Menanggapi isu serupa, Senior Vice President Logistics Lazada Indonesia Adiputra Wiharja mengatakan, pihaknya berupaya memastikan seluruh pesanan sampai di tangan konsumen dengan aman dan sesuai. Hal tersebut menjadi salah satu perhatian utama dalam proses pemesanan hingga pengiriman barang konsumen.
Oleh karena itu, kejadian yang merugikan konsumen akan dilihat jumlah serta sumber permasalahan dari mana saja. Harapannya, masalah itu dapat diidentifikasi hingga ke akarnya.
Menanti pengawasan ketat
Adanya kasus berulang ketika konsumen dirugikan saat menerima barang yang tak sesuai, menunjukkan lemahnya pengawasan pemerintah terhadap lokapasar. Padahal, pemerintah bertanggung jawab mengevaluasi kejadian seperti ini.
Rizal mengatakan, seluruh kegiatan usaha dalam platform lokapasar berada dalam kendali pemerintah. Lokapasar harus mendapat otorisasi atau izin dari pemerintah sebelum dapat menjalankan usahanya.
Platform tidak hanya mendapat izin untuk usaha, tetapi dalam penyelenggara kegiatan usaha harus dimonitor pemerintah. Hal itu termasuk dievaluasi jika ada hal-hal yang dianggap melanggar ketentuan peraturan perundangan Indonesia.

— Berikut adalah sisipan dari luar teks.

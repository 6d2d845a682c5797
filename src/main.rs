//! Policy Params CLI
//!
//! Command-line interface for inspecting expanded parameters and running reforms

use anyhow::{bail, Context, Result};
use clap::{Args, Parser, Subcommand};
use log::info;
use policy_params::parameters::load_reform;
use policy_params::{ParameterStore, ScenarioRunner, StoreConfig};
use std::path::PathBuf;
use std::time::Instant;

#[derive(Parser)]
#[command(author, version, about = "Time-indexed policy parameter engine")]
struct Cli {
    #[command(flatten)]
    store: StoreArgs,

    #[command(subcommand)]
    cmd: Command,
}

/// Store settings; anything omitted falls back to the environment, then defaults
#[derive(Args)]
struct StoreArgs {
    /// JSON parameter defaults file
    #[arg(long, global = true)]
    defaults: Option<PathBuf>,

    /// CSV growth-rate file (year,inflation,wage_growth)
    #[arg(long, global = true)]
    rates: Option<PathBuf>,

    #[arg(long, global = true)]
    start_year: Option<i32>,

    #[arg(long, global = true)]
    num_years: Option<usize>,
}

impl StoreArgs {
    fn config(&self) -> StoreConfig {
        let mut config = StoreConfig::from_env();
        if let Some(path) = &self.defaults {
            config.defaults_path = Some(path.clone());
        }
        if let Some(path) = &self.rates {
            config.rates_path = Some(path.clone());
        }
        if let Some(year) = self.start_year {
            config.start_year = year;
        }
        if let Some(years) = self.num_years {
            config.num_years = years;
        }
        config
    }
}

#[derive(Subcommand)]
enum Command {
    /// Print expanded values over the horizon
    Expand {
        /// Parameters to print (all when omitted)
        params: Vec<String>,
        #[arg(long)]
        json: bool,
    },
    /// Apply each reform file to its own copy of the baseline
    Reform {
        #[arg(required = true)]
        files: Vec<PathBuf>,
        #[arg(long)]
        json: bool,
    },
    /// Check baseline values against their bounds
    Validate,
}

fn main() -> Result<()> {
    env_logger::init();

    let cli = Cli::parse();
    let config = cli.store.config();
    let start = Instant::now();
    let store = ParameterStore::from_config(&config).context("Failed to build parameter store")?;
    info!("Built parameter store in {:?}", start.elapsed());

    match cli.cmd {
        Command::Expand { params, json } => expand(&store, &params, json),
        Command::Reform { files, json } => reform(store, &files, json),
        Command::Validate => validate(&store),
    }
}

fn expand(store: &ParameterStore, params: &[String], json: bool) -> Result<()> {
    let names: Vec<&str> = if params.is_empty() {
        store.names().collect()
    } else {
        for name in params {
            if !store.contains(name) {
                bail!("unknown parameter name {}", name);
            }
        }
        params.iter().map(String::as_str).collect()
    };

    if json {
        let selected: std::collections::BTreeMap<&str, _> = names
            .iter()
            .filter_map(|&name| store.parameter(name).map(|p| (name, p)))
            .collect();
        println!("{}", serde_json::to_string_pretty(&selected)?);
        return Ok(());
    }

    for name in names {
        let metadata = store.metadata(name).context("parameter vanished")?;
        println!(
            "{} ({}{})",
            name,
            metadata.value_type,
            if metadata.cpi_inflated { ", indexed" } else { "" }
        );
        for year in store.start_year()..=store.end_year() {
            if let Some(value) = store.value_at(name, year) {
                println!("  {:>4}  {}", year, value);
            }
        }
    }
    Ok(())
}

fn reform(store: ParameterStore, files: &[PathBuf], json: bool) -> Result<()> {
    let reforms = files
        .iter()
        .map(|path| load_reform(path).with_context(|| format!("Failed to load {}", path.display())))
        .collect::<Result<Vec<_>>>()?;

    let runner = ScenarioRunner::new(store);
    let start = Instant::now();
    let outcomes = runner.run_reforms(&reforms);
    info!("Ran {} reforms in {:?}", reforms.len(), start.elapsed());

    for (path, outcome) in files.iter().zip(outcomes) {
        let outcome = outcome.with_context(|| format!("Reform {} failed", path.display()))?;
        let changes = runner.changes(&outcome.store);

        if json {
            let doc = serde_json::json!({
                "reform": path.display().to_string(),
                "issues": outcome.report,
                "changes": changes,
            });
            println!("{}", serde_json::to_string_pretty(&doc)?);
            continue;
        }

        println!("Reform: {}", path.display());
        print!("{}", outcome.report);
        println!("{:>4}  {:<28} {:>24} {:>24}", "Year", "Parameter", "Baseline", "Reform");
        println!("{}", "-".repeat(84));
        for change in &changes {
            println!(
                "{:>4}  {:<28} {:>24} {:>24}",
                change.year,
                change.name,
                change.baseline.to_string(),
                change.reform.to_string()
            );
        }
        println!();
    }
    Ok(())
}

fn validate(store: &ParameterStore) -> Result<()> {
    let report = store.validate_all_bounds();
    if report.is_empty() {
        println!("All {} parameters within bounds", store.names().count());
        return Ok(());
    }
    print!("{}", report);
    bail!("{} bound violations", report.len())
}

”Jadi, wajib hukumnya, pemerintah melakukan evaluasi atau mungkin pengumpulan data terkait kasus-kasus seperti ini (penipuan),” kata Rizal.
Pemerintah pun berhak memberi sanksi pada lokapasar. Sebab, platform memberi ruang bagi pihak lain untuk berjualan sehingga ada potensi penyimpangan moral (moral hazard) dari tingginya risiko penipuan, transaksi fiktif, serta penjualan barang ilegal dan tak berizin.
Filterisasi ketat perlu dilakukan ketika pihak lain mendaftarkan diri sebagai penjual. Platform tak dapat melepaskan tanggung jawabnya pada individual pelapak.
Rizal menyayangkan pengawasan pemerintah, dalam hal ini adalah Kementerian Perdagangan yang mengawasi lokapasar. Ada anggaran negara yang digunakan sehingga semestinya dapat dimanfaatkan lebih baik.
”Hampir semua isu mekanisme pengawasan kita di penyelenggara pemerintah itu selalu lemah. Jadi, modelnya seperti ’pemadam kebakaran’ saja. Ada api dipadamkan, tetapi tak pernah ditarik ke belakang mengapa api itu muncul,” ujarnya.
Pemerintah cenderung merespons kejadian setelah viral. Istilah ”no viral, no justice” atau tak ada keadilan jika tak viral seharusnya menampar penyelenggara negara.
Dihubungi terpisah, Kepala Bidang Pengaduan dan Hukum Yayasan Lembaga Konsumen Indonesia (YLKI) Rio Priambodo mengimbau proses bisnis yang telah ditetapkan lokapasar harus berjalan baik, diikuti mekanisme kontrol yang ketat. Hal ini dilakukan guna memastikan seluruh pegawai telah melakukan sesuai prosedur sehingga butuh dicek pengawas.
”Konsumen berhak mendapatkan barang dan jasa sesuai dengan nilai tukar atau harga yang telah disepakati. Artinya, konsumen berhak atas barang yang telah dibelinya dan tidak ditukar oleh barang lain, tanpa sepengetahuan dan sepertujuan konsumen,” tutur Rio.
Baik lokapasar maupun penyedia jasa ekspedisi perlu mengecek berlapis untuk memastikan kesesuaian barang. Ruang pengaduan bagi konsumen yang dirugikan juga disediakan.